ANSYS CFX is a leading CFD code in this demanding industry, in which the requirements in terms of accuracy, robustness and speed are among the highest. Over two decades of experience in rotating machinery simulation has ensured that ANSYS CFX software provides all the models and infrastructure for accurate, robust and efficient modeling of all types of pumps, fans, compressors, and gas and hydraulic turbines.
ANSYS provides a wide range of products for turbomachinery design and analysis, including rapid optimization of preliminary designs based on 2-D through-flow analysis using the ANSYS Vista TF tool as well as the turbomachinery-specific geometry and mesh-generation tools ANSYS BladeModeler and ANSYS TurboGrid. In addition, tight connection to ANSYS structural mechanics solutions allow fluid–structure interaction (FSI) to be captured whenever required.
Within ANSYS CFX, tailored pre- and post-processing tools complement a full suite of interface models to capture the interaction between rotating and stationary components.

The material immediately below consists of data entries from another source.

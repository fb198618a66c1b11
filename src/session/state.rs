//! Conversation state machine
//!
//! Every state change in a conversation goes through
//! `ConversationStateMachine::process_event`. The table there is the only
//! place that decides which state may follow which, so the rule that the
//! microphone is only armed in `Listening`/`Recording` and the speaker only
//! after capture has stopped lives in one match.

use crate::error::ErrorKind;
use serde::{Deserialize, Serialize};
use std::time::Instant;
use tokio::sync::watch;

/// Number of past states kept for inspection
const HISTORY_LIMIT: usize = 256;

/// Conversation state
#[derive(Debug, Clone, Copy, PartialEq, Eq, Serialize, Deserialize, Default)]
#[serde(rename_all = "snake_case")]
pub enum ConversationState {
    /// No session yet
    #[default]
    Idle,
    /// Microphone armed, waiting for speech
    Listening,
    /// Speech onset detected, capturing
    Recording,
    /// Uploading the segment for transcription
    Transcribing,
    /// Filler utterance starting
    PlayingFiller,
    /// Response generation being requested
    RequestingResponse,
    /// Waiting for the backend to finish the response
    PollingResponse,
    /// Response (or welcome, or injected) audio playing
    Speaking,
    /// Explicitly paused; session preserved
    Paused,
    /// Session closed
    Ended,
}

impl ConversationState {
    pub fn description(&self) -> &'static str {
        match self {
            ConversationState::Idle => "Waiting for a session",
            ConversationState::Listening => "Listening for speech",
            ConversationState::Recording => "Recording speech",
            ConversationState::Transcribing => "Transcribing speech",
            ConversationState::PlayingFiller => "Playing filler",
            ConversationState::RequestingResponse => "Requesting response",
            ConversationState::PollingResponse => "Waiting for response",
            ConversationState::Speaking => "Speaking",
            ConversationState::Paused => "Paused",
            ConversationState::Ended => "Conversation ended",
        }
    }

    /// States in which the microphone may be claimed
    pub fn is_capturing_audio(&self) -> bool {
        matches!(self, ConversationState::Listening | ConversationState::Recording)
    }

    /// States in which the speaker may be claimed
    pub fn may_play_audio(&self) -> bool {
        matches!(
            self,
            ConversationState::PlayingFiller
                | ConversationState::RequestingResponse
                | ConversationState::PollingResponse
                | ConversationState::Speaking
        )
    }

    /// States a pause request is honoured in
    pub fn is_pausable(&self) -> bool {
        self.is_capturing_audio()
    }

    pub fn is_terminal(&self) -> bool {
        matches!(self, ConversationState::Ended)
    }
}

/// Events that can trigger state transitions
#[derive(Debug, Clone)]
pub enum SessionEvent {
    /// Session established, nothing to play first
    SessionStarted,
    /// Session established with welcome audio
    WelcomeReceived,
    /// VAD heard speech
    SpeechOnset,
    /// VAD finished a segment
    SegmentCaptured,
    /// VAD gave up waiting for speech
    NoSpeechDetected,
    /// Transcription returned text
    TranscriptReceived { text: String },
    /// Transcript contained an exit phrase
    ExitPhraseHeard { text: String },
    /// Filler playback began
    FillerStarted,
    /// Filler disabled or unavailable
    FillerSkipped,
    /// Response request accepted; polling follows
    ResponseSubmitted,
    /// Response audio is ready to play
    ResponseReady,
    /// Response arrived with text but no playable audio
    TextOnlyResponse,
    /// Speaker finished and the post-speech delay elapsed
    PlaybackFinished,
    /// Audio injected from outside the turn
    SpeakRequested,
    Pause,
    Resume,
    /// Any failure in the current turn
    TurnFailed { kind: ErrorKind, message: String },
    /// Session closed or torn down
    End,
}

/// Reason for entering a state
#[derive(Debug, Clone, PartialEq, Serialize, Deserialize)]
#[serde(rename_all = "snake_case")]
pub enum TransitionReason {
    SessionEstablished,
    WelcomeAudio,
    VoiceActivity,
    EndOfSpeech,
    NoSpeech,
    TranscriptionSuccess,
    ExitPhrase,
    FillerPlaying,
    FillerSkipped,
    ResponseSubmitted,
    ResponseReady,
    TextOnly,
    PlaybackComplete,
    InjectedSpeech,
    UserPause,
    UserResume,
    Error { kind: String, message: String },
    SessionEnded,
}

/// Additional data from a state transition
#[derive(Debug, Clone, Serialize, Deserialize)]
#[serde(tag = "type", rename_all = "snake_case")]
pub enum TransitionData {
    Transcript { text: String },
}

/// Result of a state transition
#[derive(Debug, Clone)]
pub struct TransitionResult {
    pub previous_state: ConversationState,
    pub new_state: ConversationState,
    pub reason: TransitionReason,
    pub data: Option<TransitionData>,
}

/// The conversation state machine
pub struct ConversationStateMachine {
    state: ConversationState,
    state_entered_at: Instant,
    history: Vec<ConversationState>,
    observer: watch::Sender<ConversationState>,
}

impl ConversationStateMachine {
    pub fn new() -> Self {
        let (observer, _) = watch::channel(ConversationState::Idle);
        Self {
            state: ConversationState::Idle,
            state_entered_at: Instant::now(),
            history: vec![ConversationState::Idle],
            observer,
        }
    }

    pub fn state(&self) -> ConversationState {
        self.state
    }

    pub fn time_in_state(&self) -> std::time::Duration {
        self.state_entered_at.elapsed()
    }

    /// States entered so far, oldest first (bounded)
    pub fn history(&self) -> &[ConversationState] {
        &self.history
    }

    /// Watch the current state from another task
    pub fn subscribe(&self) -> watch::Receiver<ConversationState> {
        self.observer.subscribe()
    }

    /// Process an event and return the transition result if a transition occurred
    ///
    /// Returns `None` if the event is not valid for the current state. The
    /// caller treats that as a state conflict: logged, otherwise ignored.
    pub fn process_event(&mut self, event: SessionEvent) -> Option<TransitionResult> {
        use ConversationState as S;
        use SessionEvent as E;

        let (new_state, reason, data) = match (self.state, event) {
            // Ended absorbs everything
            (S::Ended, _) => return None,

            (_, E::End) => (S::Ended, TransitionReason::SessionEnded, None),

            // IDLE
            (S::Idle, E::SessionStarted) => (S::Listening, TransitionReason::SessionEstablished, None),
            (S::Idle, E::WelcomeReceived) => (S::Speaking, TransitionReason::WelcomeAudio, None),

            // LISTENING / RECORDING
            (S::Listening, E::SpeechOnset) => (S::Recording, TransitionReason::VoiceActivity, None),
            (S::Recording, E::SegmentCaptured) => {
                (S::Transcribing, TransitionReason::EndOfSpeech, None)
            }
            (S::Listening | S::Recording, E::NoSpeechDetected) => {
                (S::Listening, TransitionReason::NoSpeech, None)
            }
            (S::Listening | S::Recording, E::Pause) => (S::Paused, TransitionReason::UserPause, None),
            (S::Listening | S::Recording, E::SpeakRequested) => {
                (S::Speaking, TransitionReason::InjectedSpeech, None)
            }

            // PAUSED
            (S::Paused, E::Resume) => (S::Listening, TransitionReason::UserResume, None),

            // TRANSCRIBING
            (S::Transcribing, E::TranscriptReceived { text }) => (
                S::PlayingFiller,
                TransitionReason::TranscriptionSuccess,
                Some(TransitionData::Transcript { text }),
            ),
            (S::Transcribing, E::ExitPhraseHeard { text }) => (
                S::Ended,
                TransitionReason::ExitPhrase,
                Some(TransitionData::Transcript { text }),
            ),

            // PLAYING FILLER
            (S::PlayingFiller, E::FillerStarted) => {
                (S::RequestingResponse, TransitionReason::FillerPlaying, None)
            }
            (S::PlayingFiller, E::FillerSkipped) => {
                (S::RequestingResponse, TransitionReason::FillerSkipped, None)
            }

            // REQUESTING / POLLING
            (S::RequestingResponse, E::ResponseSubmitted) => {
                (S::PollingResponse, TransitionReason::ResponseSubmitted, None)
            }
            (S::RequestingResponse | S::PollingResponse, E::ResponseReady) => {
                (S::Speaking, TransitionReason::ResponseReady, None)
            }
            (S::RequestingResponse | S::PollingResponse, E::TextOnlyResponse) => {
                (S::Listening, TransitionReason::TextOnly, None)
            }

            // SPEAKING
            (S::Speaking, E::PlaybackFinished) => {
                (S::Listening, TransitionReason::PlaybackComplete, None)
            }

            // Every in-turn failure goes back to listening
            (
                S::Listening
                | S::Recording
                | S::Transcribing
                | S::PlayingFiller
                | S::RequestingResponse
                | S::PollingResponse
                | S::Speaking,
                E::TurnFailed { kind, message },
            ) => (
                S::Listening,
                TransitionReason::Error {
                    kind: kind.to_string(),
                    message,
                },
                None,
            ),

            (state, event) => {
                tracing::debug!("Ignoring {:?} in state {:?}", event, state);
                return None;
            }
        };

        let result = TransitionResult {
            previous_state: self.state,
            new_state,
            reason,
            data,
        };
        self.apply_transition(&result);
        Some(result)
    }

    fn apply_transition(&mut self, result: &TransitionResult) {
        self.state = result.new_state;
        self.state_entered_at = Instant::now();

        if self.history.len() == HISTORY_LIMIT {
            self.history.remove(0);
        }
        self.history.push(result.new_state);
        self.observer.send_replace(result.new_state);

        tracing::info!(
            "Conversation state transition: {:?} -> {:?} (reason: {:?})",
            result.previous_state,
            result.new_state,
            result.reason
        );
    }
}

The transient rotor–stator capability resolves the true transient interaction between components for maximum accuracy. It can be applied to individual pairs of blade passages or to the entire 360-degree machine. Setup and use is as simple as it is with the other frame-change models, and it is possible to combine transient and steady-state frame change interfaces in the same computation. Complementing this is the inclusion of second-order time differencing, which delivers greater transient accuracy. Furthermore, transient blade row (time and Fourier transformation) models allow for the simulation of multi-rows, unequal pitch systems using only a few blade passages and less that the full 360-degree geometry.
The stage interface model is a simpler model that provides faster solutions than the full transient rotor-stator model. It enables a steady-state computation to be used by performing circumferential averaging of the variables at the interface.
Various options are available to accurately capture transient interaction between rotating and stationary components. This includes a selection of transient blade row interaction models for modeling the interaction between components in which the number of blades is unequal and, therefore, the pitch-wise extent of the geometrically periodic blade passages is also unequal. This powerful set of models allows significantly faster solution times with reduced-memory requirement compared to transient simulations of the full blade rows.
Another way to model the interaction of rotating and stationary parts is with ANSYS CFX software's frozen-rotor model, which is useful when the circumferential flow variation that each blade passage experiences is large during a full revolution. With this option, computations are performed in a steady-state mode, based on the assumption of quasi-steady flow around the rotating component at every rotation angle. The additional rotational effects (Coriolis and centrifugal terms) are included in the rotating regions, and the frame change across the sliding interface is accommodated automatically when linking the different regions of the solution.